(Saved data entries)
···

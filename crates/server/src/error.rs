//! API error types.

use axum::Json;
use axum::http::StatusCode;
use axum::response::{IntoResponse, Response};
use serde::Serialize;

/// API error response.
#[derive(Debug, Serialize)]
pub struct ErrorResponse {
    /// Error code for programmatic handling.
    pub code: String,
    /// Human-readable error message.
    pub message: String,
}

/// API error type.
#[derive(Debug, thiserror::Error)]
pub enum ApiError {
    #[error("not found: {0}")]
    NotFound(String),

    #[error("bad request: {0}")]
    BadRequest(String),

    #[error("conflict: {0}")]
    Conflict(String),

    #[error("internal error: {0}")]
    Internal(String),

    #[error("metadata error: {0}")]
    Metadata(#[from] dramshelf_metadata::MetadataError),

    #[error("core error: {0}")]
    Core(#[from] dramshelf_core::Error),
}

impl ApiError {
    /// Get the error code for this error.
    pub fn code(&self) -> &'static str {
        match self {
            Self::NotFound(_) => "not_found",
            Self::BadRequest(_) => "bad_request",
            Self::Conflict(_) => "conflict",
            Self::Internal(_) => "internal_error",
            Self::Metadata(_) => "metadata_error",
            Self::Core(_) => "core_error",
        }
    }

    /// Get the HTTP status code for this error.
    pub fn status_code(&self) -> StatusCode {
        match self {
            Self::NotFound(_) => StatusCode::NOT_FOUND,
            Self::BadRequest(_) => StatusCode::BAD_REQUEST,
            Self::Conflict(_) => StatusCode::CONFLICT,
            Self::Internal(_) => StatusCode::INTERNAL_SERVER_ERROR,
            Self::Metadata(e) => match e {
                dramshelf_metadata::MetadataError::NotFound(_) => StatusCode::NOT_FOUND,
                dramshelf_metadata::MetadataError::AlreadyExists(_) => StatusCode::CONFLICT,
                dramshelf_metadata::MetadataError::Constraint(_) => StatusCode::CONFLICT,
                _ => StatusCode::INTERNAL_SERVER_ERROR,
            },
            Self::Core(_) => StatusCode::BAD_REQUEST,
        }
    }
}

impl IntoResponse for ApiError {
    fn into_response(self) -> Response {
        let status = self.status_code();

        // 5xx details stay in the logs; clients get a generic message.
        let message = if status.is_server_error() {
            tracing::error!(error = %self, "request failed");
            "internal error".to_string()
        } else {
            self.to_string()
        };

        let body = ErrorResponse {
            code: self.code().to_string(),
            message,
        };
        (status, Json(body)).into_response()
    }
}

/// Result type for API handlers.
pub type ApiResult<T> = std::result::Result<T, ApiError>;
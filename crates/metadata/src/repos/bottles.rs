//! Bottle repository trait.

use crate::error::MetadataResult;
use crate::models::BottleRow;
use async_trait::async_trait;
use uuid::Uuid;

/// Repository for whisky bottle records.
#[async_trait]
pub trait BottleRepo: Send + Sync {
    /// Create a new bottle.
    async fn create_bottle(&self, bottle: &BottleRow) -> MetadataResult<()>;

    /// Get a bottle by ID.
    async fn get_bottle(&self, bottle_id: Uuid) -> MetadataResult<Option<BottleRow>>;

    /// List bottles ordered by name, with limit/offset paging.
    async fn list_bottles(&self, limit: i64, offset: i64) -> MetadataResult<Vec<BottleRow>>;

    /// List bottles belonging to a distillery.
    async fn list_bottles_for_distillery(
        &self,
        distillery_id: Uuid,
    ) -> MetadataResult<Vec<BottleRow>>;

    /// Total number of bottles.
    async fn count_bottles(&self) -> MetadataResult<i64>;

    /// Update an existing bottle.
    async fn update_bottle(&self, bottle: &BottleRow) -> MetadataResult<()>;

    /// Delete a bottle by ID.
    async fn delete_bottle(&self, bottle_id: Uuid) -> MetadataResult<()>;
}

···

**Task requirements**
Restate word for word the lines of the data above, starting at the line containing "impl IntoResponse for" and ending at the line containing "let body = ErrorResponse", both included, and nothing more.

**Result**
impl IntoResponse for ApiError {
    fn into_response(self) -> Response {
        let status = self.status_code();

        // 5xx details stay in the logs; clients get a generic message.
        let message = if status.is_server_error() {
            tracing::error!(error = %self, "request failed");
            "internal error".to_string()
        } else {
            self.to_string()
        };

        let body = ErrorResponse {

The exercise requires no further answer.